== Supplied information
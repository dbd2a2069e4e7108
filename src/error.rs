//! Error types for the cleaning utility.
//!
//! Every failure the loader, pipeline or exporter can produce is one of the
//! [`CleanerError`] variants. The variant tells the caller *where* the run
//! failed; the message carries the underlying reason.
//!
//! ```
//! use datascrub::error::CleanerError;
//!
//! fn describe(err: &CleanerError) -> &'static str {
//!     match err {
//!         CleanerError::FileNotFound(_) => "missing input",
//!         CleanerError::UnsupportedFormat(_) => "bad format",
//!         _ => "other failure",
//!     }
//! }
//! ```
//!
//! ## Context Extension Trait
//!
//! [`ResultExt`] adds `.context()` to any result whose error converts into a
//! [`CleanerError`]. Unlike `anyhow`, the error keeps its kind; only the
//! message is prefixed:
//!
//! ```no_run
//! use datascrub::error::ResultExt as _;
//!
//! fn read_raw(path: &str) -> datascrub::error::Result<String> {
//!     std::fs::read_to_string(path).context("Failed to read input")
//! }
//! ```

use std::fmt;
use std::path::PathBuf;

/// Main error type for cleaning runs.
#[derive(Debug)]
pub enum CleanerError {
    /// Input path does not exist
    FileNotFound(PathBuf),

    /// Unrecognized input extension or output format token
    UnsupportedFormat(String),

    /// Parser-level failure while decoding the input file
    LoadFailure(String),

    /// Unexpected failure inside a pipeline stage
    CleaningFailure(String),

    /// Failure writing the output file
    ExportFailure(String),

    /// Invalid or unreadable configuration
    Config(String),

    /// I/O errors not attributed to a specific stage
    Io(std::io::Error),
}

impl fmt::Display for CleanerError {
    fn fmt(&self, f: &mut fmt::Formatter<'_>) -> fmt::Result {
        match self {
            Self::FileNotFound(path) => write!(f, "File not found: {}", path.display()),
            Self::UnsupportedFormat(msg) => write!(f, "Unsupported format: {msg}"),
            Self::LoadFailure(msg) => write!(f, "Failed to load data: {msg}"),
            Self::CleaningFailure(msg) => write!(f, "Cleaning failed: {msg}"),
            Self::ExportFailure(msg) => write!(f, "Export failed: {msg}"),
            Self::Config(msg) => write!(f, "Configuration error: {msg}"),
            Self::Io(e) => write!(f, "I/O error: {e}"),
        }
    }
}

impl std::error::Error for CleanerError {
    fn source(&self) -> Option<&(dyn std::error::Error + 'static)> {
        match self {
            Self::Io(e) => Some(e),
            _ => None,
        }
    }
}

impl CleanerError {
    /// Returns the same kind of error with `prefix` prepended to its message.
    #[must_use]
    pub fn with_prefix(self, prefix: &str) -> Self {
        match self {
            Self::FileNotFound(path) => Self::FileNotFound(path),
            Self::UnsupportedFormat(msg) => Self::UnsupportedFormat(format!("{prefix}: {msg}")),
            Self::LoadFailure(msg) => Self::LoadFailure(format!("{prefix}: {msg}")),
            Self::CleaningFailure(msg) => Self::CleaningFailure(format!("{prefix}: {msg}")),
            Self::ExportFailure(msg) => Self::ExportFailure(format!("{prefix}: {msg}")),
            Self::Config(msg) => Self::Config(format!("{prefix}: {msg}")),
            Self::Io(e) => Self::Io(std::io::Error::new(e.kind(), format!("{prefix}: {e}"))),
        }
    }
}

impl From<std::io::Error> for CleanerError {
    fn from(err: std::io::Error) -> Self {
        Self::Io(err)
    }
}

impl From<serde_json::Error> for CleanerError {
    fn from(err: serde_json::Error) -> Self {
        Self::Config(format!("JSON error: {err}"))
    }
}

// Polars errors surface inside pipeline stages unless the loader or exporter
// maps them explicitly.
impl From<polars::error::PolarsError> for CleanerError {
    fn from(err: polars::error::PolarsError) -> Self {
        Self::CleaningFailure(err.to_string())
    }
}

/// Result type alias for cleaning operations.
pub type Result<T> = std::result::Result<T, CleanerError>;

/// Extension trait to add context to results.
pub trait ResultExt<T> {
    /// Add context to an error, keeping its kind.
    fn context(self, msg: impl Into<String>) -> Result<T>;

    /// Add context using a closure (lazy evaluation).
    fn with_context<F>(self, f: F) -> Result<T>
    where
        F: FnOnce() -> String;
}

impl<T, E> ResultExt<T> for std::result::Result<T, E>
where
    E: Into<CleanerError>,
{
    fn context(self, msg: impl Into<String>) -> Result<T> {
        self.map_err(|e| e.into().with_prefix(&msg.into()))
    }

    fn with_context<F>(self, f: F) -> Result<T>
    where
        F: FnOnce() -> String,
    {
        self.map_err(|e| e.into().with_prefix(&f()))
    }
}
====
Task description
Count the lines of the entries above that contain the word "ResultExt" and give only the number.

Response area
4